Case in point: On April 15, 2010, food packaging supplier C&M Fine Pack made the decision to terminate Kimberly Spurling, an inspector/packer, after catching her asleep at her production line post. She had received warnings in the past about her snoozing on the job.
C&M said it wasn’t just a production issue, but a safety issue.
Up to this point, Spurling had given no indication that her inability to stay attentive and awake on the job was related to a medical condition or disability.
So deciding to fire her sounds like an open-and-shut case.
Termination didn’t take effect immediately
It probably would’ve been — had C&M immediately ended Spurling’s employment. But it didn’t.

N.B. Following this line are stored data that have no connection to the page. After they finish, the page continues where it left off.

//! Per-user chat review sessions.
//!
//! Each chat user has a queue of card ids waiting to be asked and at most
//! one prompt in flight (asked, answer not yet received). The manager is
//! owned by `AppState` and shared by handle between the dispatcher and the
//! bot-facing handlers.

use chrono::{DateTime, Utc};
use std::collections::{HashMap, VecDeque};
use std::sync::{Arc, Mutex, MutexGuard, PoisonError};

/// A prompt that was sent to the user and awaits an answer
#[derive(Debug, Clone, Copy, PartialEq, Eq)]
pub struct PendingPrompt {
  pub card_id: i64,
  pub asked_at: DateTime<Utc>,
}

#[derive(Debug, Clone, Default)]
pub struct ChatSession {
  queue: VecDeque<i64>,
  in_flight: Option<PendingPrompt>,
}

impl ChatSession {
  fn contains(&self, card_id: i64) -> bool {
    self.in_flight.is_some_and(|p| p.card_id == card_id) || self.queue.contains(&card_id)
  }

  fn is_idle(&self) -> bool {
    self.queue.is_empty() && self.in_flight.is_none()
  }
}

#[derive(Debug, Clone, Default)]
pub struct ChatSessions {
  inner: Arc<Mutex<HashMap<String, ChatSession>>>,
}

impl ChatSessions {
  pub fn new() -> Self {
    Self::default()
  }

  // Every update leaves the map consistent, so poisoning is ignored
  fn lock(&self) -> MutexGuard<'_, HashMap<String, ChatSession>> {
    self.inner.lock().unwrap_or_else(PoisonError::into_inner)
  }

  /// Queue a card for a user. Returns false if it is already queued or in flight.
  pub fn enqueue(&self, chat_user_id: &str, card_id: i64) -> bool {
    let mut sessions = self.lock();
    let session = sessions.entry(chat_user_id.to_string()).or_default();
    if session.contains(card_id) {
      return false;
    }
    session.queue.push_back(card_id);
    true
  }

  /// The card to ask next.
  ///
  /// An unanswered prompt is returned again; otherwise the head of the
  /// queue becomes the new in-flight prompt.
  pub fn next_prompt(&self, chat_user_id: &str, now: DateTime<Utc>) -> Option<PendingPrompt> {
    let mut sessions = self.lock();
    let session = sessions.get_mut(chat_user_id)?;
    if let Some(pending) = session.in_flight {
      return Some(pending);
    }
    let card_id = session.queue.pop_front()?;
    let pending = PendingPrompt { card_id, asked_at: now };
    session.in_flight = Some(pending);
    Some(pending)
  }

  pub fn in_flight(&self, chat_user_id: &str) -> Option<PendingPrompt> {
    self.lock().get(chat_user_id).and_then(|s| s.in_flight)
  }

  /// Clear the in-flight prompt if it is for `card_id`. Returns whether it was cleared.
  pub fn complete(&self, chat_user_id: &str, card_id: i64) -> bool {
    let mut sessions = self.lock();
    match sessions.get_mut(chat_user_id) {
      Some(session) if session.in_flight.is_some_and(|p| p.card_id == card_id) => {
        session.in_flight = None;
        true
      }
      _ => false,
    }
  }

  /// Claim the in-flight prompt for answering, leaving the slot empty.
  ///
  /// Only one caller gets the prompt, so a reply delivered twice is applied once.
  pub fn take_in_flight(&self, chat_user_id: &str) -> Option<PendingPrompt> {
    self.lock().get_mut(chat_user_id).and_then(|s| s.in_flight.take())
  }

  /// Give back a prompt claimed with [`take_in_flight`](Self::take_in_flight)
  /// whose answer could not be recorded. If another prompt went out in the
  /// meantime, the card is asked next instead.
  pub fn restore_in_flight(&self, chat_user_id: &str, pending: PendingPrompt) {
    let mut sessions = self.lock();
    let session = sessions.entry(chat_user_id.to_string()).or_default();
    if session.contains(pending.card_id) {
      return;
    }
    if session.in_flight.is_none() {
      session.in_flight = Some(pending);
    } else {
      session.queue.push_front(pending.card_id);
    }
  }

  pub fn queue_len(&self, chat_user_id: &str) -> usize {
    self.lock().get(chat_user_id).map_or(0, |s| s.queue.len())
  }

  /// Forget users with nothing queued and nothing in flight
  pub fn prune_idle(&self) -> usize {
    let mut sessions = self.lock();
    let before = sessions.len();
    sessions.retain(|_, session| !session.is_idle());
    before - sessions.len()
  }
}
//! Deterministic due-card selection.
//!
//! The earliest scheduled card is shown first; equal timestamps fall back to
//! the lowest card id. No randomness, so repeated calls on the same snapshot
//! always agree.

use chrono::{DateTime, Utc};

/// The part of a card that selection looks at
#[derive(Debug, Clone, Copy, PartialEq, Eq)]
pub struct DueCandidate {
  pub card_id: i64,
  pub next_review_at: DateTime<Utc>,
}

/// Pick the card to present next, or `None` when nothing is due.
pub fn select_next(candidates: &[DueCandidate], now: DateTime<Utc>) -> Option<i64> {
  candidates
    .iter()
    .filter(|c| c.next_review_at <= now)
    .min_by_key(|c| (c.next_review_at, c.card_id))
    .map(|c| c.card_id)
}

/// All due card ids in presentation order.
pub fn due_order(candidates: &[DueCandidate], now: DateTime<Utc>) -> Vec<i64> {
  let mut due: Vec<_> = candidates.iter().filter(|c| c.next_review_at <= now).collect();
  due.sort_by_key(|c| (c.next_review_at, c.card_id));
  due.into_iter().map(|c| c.card_id).collect()
}
//! Atomic review transitions and the review log

use chrono::{DateTime, Utc};
use rusqlite::{params, Connection, Result, TransactionBehavior};

use super::cards::{get_card_by_id, update_card_srs};
use super::{format_timestamp, parse_timestamp};
use crate::domain::{CardSrsState, ReviewChannel, ReviewEvent, ReviewLogEntry, ReviewOutcome};
use crate::srs;

#[derive(Debug, thiserror::Error)]
pub enum ReviewError {
  #[error("card {0} not found")]
  CardNotFound(i64),
  #[error("database error: {0}")]
  Sql(#[from] rusqlite::Error),
}

/// Apply one review to a card and return its new scheduling state.
///
/// Read, recompute and write happen inside one IMMEDIATE transaction, so a
/// second review of the same card waits for this one to commit instead of
/// overwriting it with a result computed from stale state.
pub fn apply_review(
  conn: &mut Connection,
  event: ReviewEvent,
  now: DateTime<Utc>,
) -> std::result::Result<CardSrsState, ReviewError> {
  let tx = conn.transaction_with_behavior(TransactionBehavior::Immediate)?;

  let card = get_card_by_id(&tx, event.card_id)?.ok_or(ReviewError::CardNotFound(event.card_id))?;
  let next = srs::compute_next_state(card.srs.interval_days, card.srs.ease_factor, event.outcome, now);

  if !update_card_srs(&tx, card.id, &next, now)? {
    return Err(ReviewError::CardNotFound(card.id));
  }
  insert_review_log(&tx, event, &next, now)?;
  tx.commit()?;

  tracing::debug!(
    card_id = event.card_id,
    outcome = event.outcome.as_str(),
    channel = event.channel.as_str(),
    interval_days = next.interval_days,
    ease_factor = next.ease_factor,
    "Review applied"
  );

  Ok(next)
}

pub fn insert_review_log(
  conn: &Connection,
  event: ReviewEvent,
  state: &CardSrsState,
  reviewed_at: DateTime<Utc>,
) -> Result<i64> {
  conn.execute(
    r#"
    INSERT INTO review_logs (card_id, outcome, channel, interval_days, ease_factor, reviewed_at)
    VALUES (?1, ?2, ?3, ?4, ?5, ?6)
    "#,
    params![
      event.card_id,
      event.outcome.code(),
      event.channel.as_str(),
      state.interval_days,
      state.ease_factor,
      format_timestamp(reviewed_at),
    ],
  )?;
  Ok(conn.last_insert_rowid())
}

/// Review history of a card, oldest first
pub fn get_review_history(conn: &Connection, card_id: i64) -> Result<Vec<ReviewLogEntry>> {
  let mut stmt = conn.prepare(
    r#"
    SELECT id, card_id, outcome, channel, interval_days, ease_factor, reviewed_at
    FROM review_logs
    WHERE card_id = ?1
    ORDER BY reviewed_at ASC, id ASC
    "#,
  )?;

  let entries = stmt
    .query_map(params![card_id], |row| {
      let code: u8 = row.get(2)?;
      let outcome = ReviewOutcome::try_from(code).map_err(|e| {
        rusqlite::Error::FromSqlConversionFailure(2, rusqlite::types::Type::Integer, Box::new(e))
      })?;
      let channel_str: String = row.get(3)?;
      let channel = ReviewChannel::from_str(&channel_str).ok_or_else(|| {
        rusqlite::Error::InvalidColumnType(3, channel_str.clone(), rusqlite::types::Type::Text)
      })?;
      let reviewed_at: String = row.get(6)?;

      Ok(ReviewLogEntry {
        id: row.get(0)?,
        card_id: row.get(1)?,
        outcome,
        channel,
        interval_days: row.get(4)?,
        ease_factor: row.get(5)?,
        reviewed_at: parse_timestamp(6, &reviewed_at)?,
      })
    })?
    .collect::<Result<Vec<_>>>()?;

  Ok(entries)
}
//! Authentication for the bot-to-backend endpoints.

pub mod middleware;

pub use middleware::BotAuth;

Spurling wasn’t notified of her termination until about two weeks after the decision was made. And in the meantime, she informed her supervisor her performance issues could’ve be related to a medical condition.
Her supervisor then provided her with ADA documentation and forms for her physician to complete. On April 21, 2010, Spurling’s physician examined her and marked “yes” by the box asking if she had a mental or physical disability covered under the ADA. Immediately following her examination, she submitted the paperwork to C&M.
But C&M went through with her firing.
Spurling then sued, claiming disability discrimination.
‘Disability had no bearing on decision’
C&M tried to get her lawsuit thrown out. It claimed that the decision to terminate Spurling had nothing to do with her disability, because at the time the decision was made, C&M had no indication she had a disability.
While the court didn’t disagree that the April 15 decision to terminate Spurling was in no way motivated by her disability, it did say a decision to terminate doesn’t count as a termination itself.
In its ruling, the court said it had adopted “an ‘unequivocal notice of termination’ test to determine the date that an employee has been terminated.”
The court said that according to the test “termination occurs when the employer shows, by acts or words, clear intention to dispense with the employee’s services.”
More specifically, the court said a termination doesn’t occur until:
- “there is a final, ultimate, non-tentative decision to terminate the employee,” and
- the employer gives the employee “‘unequivocal’ notice of its final termination decision.”
In a nutshell, because C&M had learned of Spurling’s disability before she was officially terminated, it was required to enter the ADA interactive process to determine if a reasonable accommodation could be granted that would allow her to perform the essential functions of her job.
Since C&M had not entered the interactive process, Spurling’s lawsuit was allowed to proceed.
Cite: Spurling v. C&M Fine Pack, Inc.